SQL Server Fragmentation What it is, what types there are Part 2 of 9
By: Chad Boyd | Updated: 2007-11-28 | Comments | Related: 1 | 2 | 3 | 4 | 5 | 6 | 7 | 8 | 9 | More > Fragmentation and Index Maintenance
In the prior post (http://www.mssqltips.com/sqlservertip/2261/sql-server-fragmentation-storage-basics-and-access-methods-part-1-of-9/), we discussed some basics around storage structures and access methods that will play a key role in understanding the effects of fragmentation as we move forward with this series. In this 2nd post, we'll briefly talk about what fragmentation is, and the different types of fragmentation that exist in Sql Server specifically. In the following posts in the series, we'll hit on how fragmentation impacts performance (and when it doesn't), when you need to worry about it (and when you don't), how to check for fragmentation, how to address it, and how to avoid it.

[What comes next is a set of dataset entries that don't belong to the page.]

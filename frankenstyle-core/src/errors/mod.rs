//! Error enums for every layer, each mapped to a stable error code.

pub mod cache_error;
pub mod component_error;
pub mod config_error;
pub mod error_code;
pub mod manifest_error;

pub use cache_error::{CacheError, CacheResult};
pub use component_error::{ComponentError, ComponentResult};
pub use config_error::{ConfigError, ConfigResult};
pub use manifest_error::{ManifestError, ManifestResult};
//! Compiled-in component tables.
//!
//! Any addition to [`CORE_SUBSYSTEMS`] must be checked against existing add-on
//! modules and subplugin types: a module can never share a subsystem's name.

use std::path::{Path, PathBuf};
use std::sync::OnceLock;

use crate::types::collections::FxHashSet;

/// Location of a compiled-in directory, relative to the site root.
#[derive(Debug, Clone, Copy, PartialEq, Eq)]
pub enum RootRelative {
    /// Path below `dirroot`.
    Dirroot(&'static str),
    /// Path below the configured admin directory (`dirroot/<admin>`).
    /// An empty string means the admin directory itself.
    Admin(&'static str),
}

impl RootRelative {
    /// Resolve against the site root and the admin directory name.
    pub fn resolve(&self, dirroot: &Path, admin: &str) -> PathBuf {
        match self {
            Self::Dirroot(rel) => dirroot.join(rel),
            Self::Admin("") => dirroot.join(admin),
            Self::Admin(rel) => dirroot.join(admin).join(rel),
        }
    }
}

/// Core subsystems in table order. `None` marks purely symbolic subsystems.
pub const CORE_SUBSYSTEMS: &[(&str, Option<RootRelative>)] = &[
    ("access", None),
    ("admin", Some(RootRelative::Admin(""))),
    ("auth", Some(RootRelative::Dirroot("auth"))),
    ("availability", Some(RootRelative::Dirroot("availability"))),
    ("backup", Some(RootRelative::Dirroot("backup/util/ui"))),
    ("badges", Some(RootRelative::Dirroot("badges"))),
    ("block", Some(RootRelative::Dirroot("blocks"))),
    ("blog", Some(RootRelative::Dirroot("blog"))),
    ("bulkusers", None),
    ("cache", Some(RootRelative::Dirroot("cache"))),
    ("calendar", Some(RootRelative::Dirroot("calendar"))),
    ("cohort", Some(RootRelative::Dirroot("cohort"))),
    ("comment", Some(RootRelative::Dirroot("comment"))),
    ("completion", Some(RootRelative::Dirroot("completion"))),
    ("countries", None),
    ("course", Some(RootRelative::Dirroot("course"))),
    ("currencies", None),
    ("dbtransfer", None),
    ("debug", None),
    ("editor", Some(RootRelative::Dirroot("lib/editor"))),
    ("edufields", None),
    ("enrol", Some(RootRelative::Dirroot("enrol"))),
    ("error", None),
    ("filepicker", None),
    ("files", Some(RootRelative::Dirroot("files"))),
    ("filters", None),
    ("form", Some(RootRelative::Dirroot("lib/form"))),
    ("grades", Some(RootRelative::Dirroot("grade"))),
    ("grading", Some(RootRelative::Dirroot("grade/grading"))),
    ("group", Some(RootRelative::Dirroot("group"))),
    ("help", None),
    ("hub", None),
    ("imscc", None),
    ("install", None),
    ("iso6392", None),
    ("langconfig", None),
    ("license", None),
    ("mathslib", None),
    ("media", None),
    ("message", Some(RootRelative::Dirroot("message"))),
    ("mimetypes", None),
    ("mnet", Some(RootRelative::Dirroot("mnet"))),
    ("my", Some(RootRelative::Dirroot("my"))),
    ("notes", Some(RootRelative::Dirroot("notes"))),
    ("pagetype", None),
    ("pix", None),
    ("plagiarism", Some(RootRelative::Dirroot("plagiarism"))),
    ("plugin", None),
    ("portfolio", Some(RootRelative::Dirroot("portfolio"))),
    ("publish", Some(RootRelative::Dirroot("course/publish"))),
    ("question", Some(RootRelative::Dirroot("question"))),
    ("rating", Some(RootRelative::Dirroot("rating"))),
    ("register", Some(RootRelative::Admin("registration"))),
    ("repository", Some(RootRelative::Dirroot("repository"))),
    ("rss", Some(RootRelative::Dirroot("rss"))),
    ("role", Some(RootRelative::Admin("roles"))),
    ("search", None),
    ("table", None),
    ("tag", Some(RootRelative::Dirroot("tag"))),
    ("timezones", None),
    ("user", Some(RootRelative::Dirroot("user"))),
    ("userkey", None),
    ("webservice", Some(RootRelative::Dirroot("webservice"))),
];

/// Standard plugin types in table order. `theme` and `local` are added by the
/// builder: theme may be overridden, local always comes last.
pub const STANDARD_PLUGIN_TYPES: &[(&str, RootRelative)] = &[
    ("availability", RootRelative::Dirroot("availability/condition")),
    ("qtype", RootRelative::Dirroot("question/type")),
    ("mod", RootRelative::Dirroot("mod")),
    ("auth", RootRelative::Dirroot("auth")),
    ("calendartype", RootRelative::Dirroot("calendar/type")),
    ("enrol", RootRelative::Dirroot("enrol")),
    ("message", RootRelative::Dirroot("message/output")),
    ("block", RootRelative::Dirroot("blocks")),
    ("filter", RootRelative::Dirroot("filter")),
    ("editor", RootRelative::Dirroot("lib/editor")),
    ("format", RootRelative::Dirroot("course/format")),
    ("profilefield", RootRelative::Dirroot("user/profile/field")),
    ("report", RootRelative::Dirroot("report")),
    // Must be after system reports.
    ("coursereport", RootRelative::Dirroot("course/report")),
    ("gradeexport", RootRelative::Dirroot("grade/export")),
    ("gradeimport", RootRelative::Dirroot("grade/import")),
    ("gradereport", RootRelative::Dirroot("grade/report")),
    ("gradingform", RootRelative::Dirroot("grade/grading/form")),
    ("mnetservice", RootRelative::Dirroot("mnet/service")),
    ("webservice", RootRelative::Dirroot("webservice")),
    ("repository", RootRelative::Dirroot("repository")),
    ("portfolio", RootRelative::Dirroot("portfolio")),
    ("qbehaviour", RootRelative::Dirroot("question/behaviour")),
    ("qformat", RootRelative::Dirroot("question/format")),
    ("plagiarism", RootRelative::Dirroot("plagiarism")),
    ("tool", RootRelative::Admin("tool")),
    ("cachestore", RootRelative::Dirroot("cache/stores")),
    ("cachelock", RootRelative::Dirroot("cache/locks")),
];

/// Standard theme directory below `dirroot`.
pub const THEME_DIR: &str = "theme";

/// Local plugin directory below `dirroot`.
pub const LOCAL_DIR: &str = "local";

/// Plugin types that may declare subplugins, in processing order.
/// `local` must stay last so local subplugins register after local plugins.
pub const SUBPLUGIN_CAPABLE_TYPES: &[&str] = &["mod", "editor", "tool", "local"];

/// Directory names never treated as plugins (watch out for the auth/db exception).
pub const IGNORED_DIRS: &[&str] = &[
    "CVS",
    "_vti_cnf",
    "simpletest",
    "db",
    "yui",
    "tests",
    "classes",
    "fonts",
];

/// Per-plugin files whose presence is precomputed into the filemap.
pub const FILES_TO_MAP: &[&str] = &["lib.php", "settings.php"];

/// PSR-0 vendor roots below `libdir`.
pub const PSR_SYSTEMS: &[(&str, &str)] = &[("Horde", "horde/framework")];

/// Extension of autoloadable class files.
pub const CLASS_FILE_EXTENSION: &str = "php";

/// Site version descriptor below `dirroot`; also the per-plugin descriptor name.
pub const VERSION_FILE: &str = "version.php";

/// Subplugin manifest below a plugin directory.
pub const SUBPLUGINS_MANIFEST: &str = "db/subplugins.php";

/// Class rename manifest below a component directory.
pub const RENAMED_CLASSES_MANIFEST: &str = "db/renamedclasses.php";

/// Default cache artifact name below `cachedir`.
pub const CACHE_FILE_NAME: &str = "core_component.json";

/// Plugin type whose root is compared against `dirroot` to detect a moved tree.
pub const REFERENCE_PLUGIN_TYPE: &str = "mod";

/// Returns true if `name` is one of the compiled-in core subsystems.
pub fn is_core_subsystem(name: &str) -> bool {
    static NAMES: OnceLock<FxHashSet<&'static str>> = OnceLock::new();
    NAMES
        .get_or_init(|| CORE_SUBSYSTEMS.iter().map(|(subsystem, _)| *subsystem).collect())
        .contains(name)
}

/// Returns true if `plugintype` may declare subplugins.
pub fn supports_subplugins(plugintype: &str) -> bool {
    SUBPLUGIN_CAPABLE_TYPES.contains(&plugintype)
}

#[cfg(test)]
mod tests {
    use super::*;

    #[test]
    fn admin_paths_follow_configured_admin_dir() {
        let root = Path::new("/srv/site");
        assert_eq!(
            RootRelative::Admin("").resolve(root, "siteadmin"),
            PathBuf::from("/srv/site/siteadmin")
        );
        assert_eq!(
            RootRelative::Admin("tool").resolve(root, "admin"),
            PathBuf::from("/srv/site/admin/tool")
        );
        assert_eq!(
            RootRelative::Dirroot("lib/editor").resolve(root, "admin"),
            PathBuf::from("/srv/site/lib/editor")
        );
    }

    #[test]
    fn subsystem_names_are_unique() {
        let mut names: Vec<&str> = CORE_SUBSYSTEMS.iter().map(|(n, _)| *n).collect();
        let total = names.len();
        names.sort_unstable();
        names.dedup();
        assert_eq!(names.len(), total);
    }

    #[test]
    fn local_is_last_subplugin_type() {
        assert_eq!(SUBPLUGIN_CAPABLE_TYPES.last(), Some(&"local"));
        assert!(!STANDARD_PLUGIN_TYPES.iter().any(|(t, _)| *t == "local"));
        assert!(!STANDARD_PLUGIN_TYPES.iter().any(|(t, _)| *t == "theme"));
    }

    #[test]
    fn subsystem_lookup() {
        assert!(is_core_subsystem("calendar"));
        assert!(is_core_subsystem("access"));
        assert!(!is_core_subsystem("forum"));
        assert!(supports_subplugins("mod"));
        assert!(!supports_subplugins("block"));
    }
}
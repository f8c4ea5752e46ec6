//! Registry builder: one full scan of the site tree into a [`CacheSnapshot`].
//!
//! The build depends only on the filesystem and the configuration, never on
//! a previous snapshot. Missing directories and manifests produce empty
//! branches; bad manifest entries are logged and skipped.

use std::collections::BTreeMap;
use std::path::{Path, PathBuf};
use std::time::Instant;

use frankenstyle_core::constants::{
    is_core_subsystem, supports_subplugins, CLASS_FILE_EXTENSION, CORE_SUBSYSTEMS, FILES_TO_MAP,
    LOCAL_DIR, PSR_SYSTEMS, RENAMED_CLASSES_MANIFEST, STANDARD_PLUGIN_TYPES, SUBPLUGINS_MANIFEST,
    SUBPLUGIN_CAPABLE_TYPES, THEME_DIR, VERSION_FILE,
};
use frankenstyle_core::ComponentConfig;
use indexmap::IndexMap;
use tracing::{debug, error, info, warn};

use crate::manifest;
use crate::scanner::{self, PluginList};
use crate::snapshot::CacheSnapshot;

type PluginTypes = IndexMap<String, PathBuf>;
type Parents = IndexMap<String, String>;
type Subplugins = IndexMap<String, IndexMap<String, Vec<String>>>;

/// Builds snapshots for one site configuration.
pub struct RegistryBuilder<'a> {
    config: &'a ComponentConfig,
    dirroot: PathBuf,
}
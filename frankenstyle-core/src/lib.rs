//! # frankenstyle-core
//!
//! Foundation crate for the Frankenstyle component registry.
//! Defines configuration, errors, tracing setup, collection aliases, and the
//! compiled-in component tables (core subsystems, plugin types, ignore lists).
//! Every other crate in the workspace depends on this.

pub mod config;
pub mod constants;
pub mod errors;
pub mod tracing;
pub mod types;

// Re-export the most commonly used types at the crate root.
pub use config::{AlternativeCachePolicy, ComponentConfig};
pub use errors::error_code::FrankenstyleErrorCode;
pub use types::collections::FxHashSet;
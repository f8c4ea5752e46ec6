//! Errors surfaced by the registry query API.
//!
//! "Not found" is never an error; lookups return `None` or an empty map.

use super::error_code::{self, FrankenstyleErrorCode};
use super::{CacheError, ConfigError};

#[derive(Debug, thiserror::Error)]
pub enum ComponentError {
    #[error("Cache error: {0}")]
    Cache(#[from] CacheError),

    #[error("Config error: {0}")]
    Config(#[from] ConfigError),

    #[error("Cannot alias {old} to {new}")]
    InvalidAlias { old: String, new: String },

    #[error("Invalid argument: {message}")]
    InvalidArgument { message: String },
}

impl FrankenstyleErrorCode for ComponentError {
    fn error_code(&self) -> &'static str {
        match self {
            Self::Cache(e) => e.error_code(),
            Self::Config(e) => e.error_code(),
            Self::InvalidAlias { .. } => error_code::INVALID_ALIAS,
            Self::InvalidArgument { .. } => error_code::INVALID_ARGUMENT,
        }
    }
}

pub type ComponentResult<T> = Result<T, ComponentError>;
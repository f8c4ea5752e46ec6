//! Errors reading per-component manifest files.
//! These are always logged and skipped by the builder, never surfaced.

use super::error_code::{self, FrankenstyleErrorCode};

#[derive(Debug, thiserror::Error)]
pub enum ManifestError {
    #[error("Failed to read manifest {path}: {source}")]
    Io {
        path: String,
        #[source]
        source: std::io::Error,
    },

    #[error("Malformed manifest {path}: {details}")]
    Parse { path: String, details: String },
}

impl FrankenstyleErrorCode for ManifestError {
    fn error_code(&self) -> &'static str {
        match self {
            Self::Io { .. } => error_code::MANIFEST_IO_ERROR,
            Self::Parse { .. } => error_code::MANIFEST_PARSE_ERROR,
        }
    }
}

pub type ManifestResult<T> = Result<T, ManifestError>;
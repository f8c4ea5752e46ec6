//! Configuration for the component registry.

pub mod component_config;

pub use component_config::{AlternativeCachePolicy, ComponentConfig, CONFIG_FILE_NAME};
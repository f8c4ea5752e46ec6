//! Filesystem scanner: plugin directories, class files, PSR-0 libraries.
//!
//! Every function here treats a missing directory as an empty result.

pub mod naming;
pub mod walker;

pub use naming::{is_valid_plugin_name, is_valid_subtype_name};
pub use walker::{plugin_type_roots, scan_classes, scan_plugins, scan_psr_classes, PluginList};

Fragmentation by and of itself in the Sql Server data storage world could I guess be described as some variation of non-contiguous data, whether logical or physical. We could go into quite a discussion on what it is and where it applies, since it can apply in lots of places - for the purposes of what this blog(s) are going to discuss, we'll be talking strictly how it relates to data page fragmentation (including clustered indexes, heaps, and non-clustered indexes). It comes in a few different flavors (and probably even others that I'm not going to discuss here) - there is really no defined terminology (that I know of anyhow) for the different types, so we'll use the following 3 major topics and terms for these posts anyhow:
We're going to use this terminology for what is arguably the most common type of fragmentation - leaf pages of indexes becoming physically unordered within a given file so as to no longer match the logical left-to-right linked-list ordering of the pages. This type of fragmentation as we'll use it here relates in no way whatsoever to the physical pages being contiguous (i.e. back to back, side by side, etc.) within the given file, but only to the physical order of the pages within the file compared to the logical order in the linked list; the difference between contiguous pages and properly ordered pages would be that to be contiguous, the pages must exist physically in side-by-side positions within the file (i.e. pages 1,2,3,4,5,6,...n) with no gaps in between - to be properly ordered, the pages must exist simply in logical order and on ever-increasing physical positions within the file (i.e. pages 10, 17, 22, 23, 28, 42,...n). Contiguous pages (for purposes of these conversations) are always also properly ordered pages, but properly ordered pages aren't necessarily contiguous...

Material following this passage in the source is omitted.